# ACTIVITY
Restate the data that follows exactly as it stands, beginning with the first line and ending with the line that contains "const FONT_REGULAR: &str".

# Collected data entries
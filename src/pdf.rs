//! Single-student report card rendered straight to PDF objects.
//!
//! Layout works in millimetres from the top-left corner of an A4 page and is
//! converted to PDF points (origin bottom-left) only when emitting operators.

use crate::config::Institution;
use crate::scores::{ScoreTable, COLUMNS};
use anyhow::{anyhow, Context};
use lopdf::content::{Content, Operation};
use lopdf::{dictionary, Document, Object, ObjectId, Stream};
use std::path::{Path, PathBuf};
use tracing::warn;

const MM: f32 = 72.0 / 25.4;
const PAGE_W_MM: f32 = 210.0;
const PAGE_H_MM: f32 = 297.0;
const MARGIN_MM: f32 = 10.0;
const BOTTOM_LIMIT_MM: f32 = PAGE_H_MM - 20.0;
const CELL_PAD_MM: f32 = 1.0;

const COL_W_MM: f32 = 27.0;
const ROW_H_MM: f32 = 10.0;
const IMAGE_W_MM: f32 = 25.0;
const LOGO_POS_MM: (f32, f32) = (10.0, 8.0);
const PHOTO_POS_MM: (f32, f32) = (170.0, 8.0);

const FONT_REGULAR: &str = "F1";
const FONT_BOLD: &str = "F2";

pub struct ReportCard<'a> {
    pub student_id: &'a str,
    pub rank: &'a str,
    pub table: &'a ScoreTable,
    pub institution: &'a Institution,
    pub logo: Option<PathBuf>,
    pub photo: Option<PathBuf>,
}

#[derive(Debug)]
pub struct RenderedPdf {
    pub bytes: Vec<u8>,
    pub pages: usize,
}

#[derive(Clone, Copy, PartialEq)]
enum Align {
    Left,
    Center,
    Right,
}

/// Content of one page while it is being laid out.
struct PageCanvas {
    ops: Vec<Operation>,
}

impl PageCanvas {
    fn new() -> Self {
        Self {
            ops: vec![Operation::new("w", vec![(0.2 * MM).into()])],
        }
    }

    fn cell(&mut self, x: f32, y: f32, w: f32, h: f32, text: &str, style: TextStyle) {
        if style.border {
            self.ops.push(Operation::new(
                "re",
                vec![
                    (x * MM).into(),
                    ((PAGE_H_MM - y - h) * MM).into(),
                    (w * MM).into(),
                    (h * MM).into(),
                ],
            ));
            self.ops.push(Operation::new("S", vec![]));
        }
        if text.is_empty() {
            return;
        }

        let text_w = text_width_mm(text, style.size, style.bold);
        let tx = match style.align {
            Align::Left => x + CELL_PAD_MM,
            Align::Center => x + (w - text_w) / 2.0,
            Align::Right => x + w - CELL_PAD_MM - text_w,
        };
        let baseline = y + h / 2.0 + 0.3 * style.size / MM;
        let font = if style.bold { FONT_BOLD } else { FONT_REGULAR };

        self.ops.push(Operation::new("BT", vec![]));
        self.ops.push(Operation::new(
            "Tf",
            vec![Object::Name(font.as_bytes().to_vec()), style.size.into()],
        ));
        self.ops.push(Operation::new(
            "Td",
            vec![(tx * MM).into(), ((PAGE_H_MM - baseline) * MM).into()],
        ));
        self.ops.push(Operation::new(
            "Tj",
            vec![Object::string_literal(win_ansi(text))],
        ));
        self.ops.push(Operation::new("ET", vec![]));
    }
}

#[derive(Clone, Copy)]
struct TextStyle {
    size: f32,
    bold: bool,
    align: Align,
    border: bool,
}

impl TextStyle {
    fn plain(size: f32, align: Align) -> Self {
        Self {
            size,
            bold: false,
            align,
            border: false,
        }
    }

    fn bold(self) -> Self {
        Self { bold: true, ..self }
    }

    fn bordered(self) -> Self {
        Self {
            border: true,
            ..self
        }
    }
}

pub fn render_pdf(card: &ReportCard<'_>) -> anyhow::Result<RenderedPdf> {
    let pages = layout_pages(card);
    let page_count = pages.len();

    let mut doc = Document::with_version("1.5");
    let pages_id = doc.new_object_id();
    let regular_id = doc.add_object(font_dict("Helvetica"));
    let bold_id = doc.add_object(font_dict("Helvetica-Bold"));
    let resources_id = doc.add_object(dictionary! {
        "Font" => dictionary! {
            FONT_REGULAR => regular_id,
            FONT_BOLD => bold_id,
        },
    });

    let mut page_ids: Vec<ObjectId> = Vec::with_capacity(page_count);
    for canvas in pages {
        let content = Content {
            operations: canvas.ops,
        };
        let encoded = content.encode().context("failed to encode page content")?;
        let content_id = doc.add_object(Stream::new(dictionary! {}, encoded));
        let page_id = doc.add_object(dictionary! {
            "Type" => "Page",
            "Parent" => pages_id,
            "Contents" => content_id,
            "Resources" => resources_id,
        });
        page_ids.push(page_id);
    }

    let kids: Vec<Object> = page_ids.iter().map(|id| Object::Reference(*id)).collect();
    doc.objects.insert(
        pages_id,
        Object::Dictionary(dictionary! {
            "Type" => "Pages",
            "Kids" => kids,
            "Count" => page_count as i64,
            "MediaBox" => vec![
                0.into(),
                0.into(),
                (PAGE_W_MM * MM).into(),
                (PAGE_H_MM * MM).into(),
            ],
        }),
    );
    let catalog_id = doc.add_object(dictionary! {
        "Type" => "Catalog",
        "Pages" => pages_id,
    });
    doc.trailer.set("Root", catalog_id);

    let info_id = doc.add_object(dictionary! {
        "Title" => Object::string_literal(win_ansi(&format!("Report Card - {}", card.student_id))),
        "Producer" => Object::string_literal(format!("reportcardd {}", env!("CARGO_PKG_VERSION"))),
        "CreationDate" => Object::string_literal(
            chrono::Local::now().format("D:%Y%m%d%H%M%S").to_string()
        ),
    });
    doc.trailer.set("Info", info_id);

    if let Some(first_page) = page_ids.first().copied() {
        if let Some(logo) = &card.logo {
            place_image(&mut doc, first_page, logo, LOGO_POS_MM);
        }
        if let Some(photo) = &card.photo {
            place_image(&mut doc, first_page, photo, PHOTO_POS_MM);
        }
    }

    doc.compress();
    let mut bytes = Vec::new();
    doc.save_to(&mut bytes)
        .map_err(|e| anyhow!("failed to serialize pdf: {e}"))?;
    Ok(RenderedPdf {
        bytes,
        pages: page_count,
    })
}

fn layout_pages(card: &ReportCard<'_>) -> Vec<PageCanvas> {
    let full_w = PAGE_W_MM - 2.0 * MARGIN_MM;
    let mut pages = Vec::new();
    let mut page = PageCanvas::new();
    let mut y = MARGIN_MM;

    page.cell(
        MARGIN_MM,
        y,
        full_w,
        10.0,
        &card.institution.name,
        TextStyle::plain(14.0, Align::Center).bold(),
    );
    y += 10.0;
    page.cell(
        MARGIN_MM,
        y,
        full_w,
        10.0,
        &card.institution.address,
        TextStyle::plain(12.0, Align::Center),
    );
    y += 10.0 + 5.0;

    let line = TextStyle::plain(12.0, Align::Left).bold();
    page.cell(
        MARGIN_MM,
        y,
        100.0,
        10.0,
        &format!("Student Name: {}", card.student_id),
        line,
    );
    page.cell(
        MARGIN_MM + 100.0,
        y,
        full_w - 100.0,
        10.0,
        &format!("Rank: {} Position", card.rank),
        TextStyle {
            align: Align::Right,
            ..line
        },
    );
    y += 10.0 + 5.0;

    let header = TextStyle::plain(12.0, Align::Center).bold().bordered();
    for (i, title) in COLUMNS.iter().enumerate() {
        page.cell(MARGIN_MM + i as f32 * COL_W_MM, y, COL_W_MM, ROW_H_MM, title, header);
    }
    y += ROW_H_MM;

    let body = TextStyle::plain(12.0, Align::Center).bordered();
    for row in &card.table.rows {
        if y + ROW_H_MM > BOTTOM_LIMIT_MM {
            pages.push(std::mem::replace(&mut page, PageCanvas::new()));
            y = MARGIN_MM;
        }
        for (i, value) in row.display_cells().iter().enumerate() {
            page.cell(MARGIN_MM + i as f32 * COL_W_MM, y, COL_W_MM, ROW_H_MM, value, body);
        }
        y += ROW_H_MM;
    }
    pages.push(page);
    pages
}

fn font_dict(base_font: &str) -> lopdf::Dictionary {
    dictionary! {
        "Type" => "Font",
        "Subtype" => "Type1",
        "BaseFont" => base_font,
        "Encoding" => "WinAnsiEncoding",
    }
}

/// Draws an image `IMAGE_W_MM` wide, keeping its aspect ratio. Unreadable
/// images are skipped like missing ones.
fn place_image(doc: &mut Document, page_id: ObjectId, path: &Path, top_left_mm: (f32, f32)) {
    let stream = match lopdf::xobject::image(path) {
        Ok(s) => s,
        Err(e) => {
            warn!(path = %path.display(), error = %e, "skipping unreadable image");
            return;
        }
    };
    let dim = |key: &[u8]| stream.dict.get(key).and_then(|o| o.as_i64()).ok();
    let (Some(px_w), Some(px_h)) = (dim(b"Width"), dim(b"Height")) else {
        warn!(path = %path.display(), "image has no dimensions; skipping");
        return;
    };
    if px_w <= 0 || px_h <= 0 {
        return;
    }
    let h_mm = IMAGE_W_MM * px_h as f32 / px_w as f32;
    let (x_mm, y_mm) = top_left_mm;
    let position = (x_mm * MM, (PAGE_H_MM - y_mm - h_mm) * MM);
    let size = (IMAGE_W_MM * MM, h_mm * MM);
    if let Err(e) = doc.insert_image(page_id, stream, position, size) {
        warn!(path = %path.display(), error = %e, "failed to place image");
    }
}

/// Standard fonts only cover Latin-1; anything else becomes '?'.
fn win_ansi(text: &str) -> Vec<u8> {
    text.chars()
        .map(|c| u8::try_from(u32::from(c)).unwrap_or(b'?'))
        .collect()
}

/// Rough Helvetica advance widths in 1/1000 em.
fn glyph_width(c: char) -> f32 {
    match c {
        ' ' | 'i' | 'j' | 'l' | '.' | ',' | ':' | ';' | '!' | '\'' | '|' | 'I' => 278.0,
        'f' | 't' | 'r' => 333.0,
        'm' | 'w' => 833.0,
        'M' | 'W' => 889.0,
        '0'..='9' => 556.0,
        c if c.is_ascii_uppercase() => 667.0,
        _ => 556.0,
    }
}

fn text_width_mm(text: &str, size_pt: f32, bold: bool) -> f32 {
    let units: f32 = text.chars().map(glyph_width).sum();
    let scale = if bold { 1.05 } else { 1.0 };
    units * scale / 1000.0 * size_pt / MM
}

# EXERCISE RESULT
filename src/pdf.rs
//! Single-student report card rendered straight to PDF objects.
//!
//! Layout works in millimetres from the top-left corner of an A4 page and is
//! converted to PDF points (origin bottom-left) only when emitting operators.

use crate::config::Institution;
use crate::scores::{ScoreTable, COLUMNS};
use anyhow::{anyhow, Context};
use lopdf::content::{Content, Operation};
use lopdf::{dictionary, Document, Object, ObjectId, Stream};
use std::path::{Path, PathBuf};
use tracing::warn;

const MM: f32 = 72.0 / 25.4;
const PAGE_W_MM: f32 = 210.0;
const PAGE_H_MM: f32 = 297.0;
const MARGIN_MM: f32 = 10.0;
const BOTTOM_LIMIT_MM: f32 = PAGE_H_MM - 20.0;
const CELL_PAD_MM: f32 = 1.0;

const COL_W_MM: f32 = 27.0;
const ROW_H_MM: f32 = 10.0;
const IMAGE_W_MM: f32 = 25.0;
const LOGO_POS_MM: (f32, f32) = (10.0, 8.0);
const PHOTO_POS_MM: (f32, f32) = (170.0, 8.0);

const FONT_REGULAR: &str = "F1";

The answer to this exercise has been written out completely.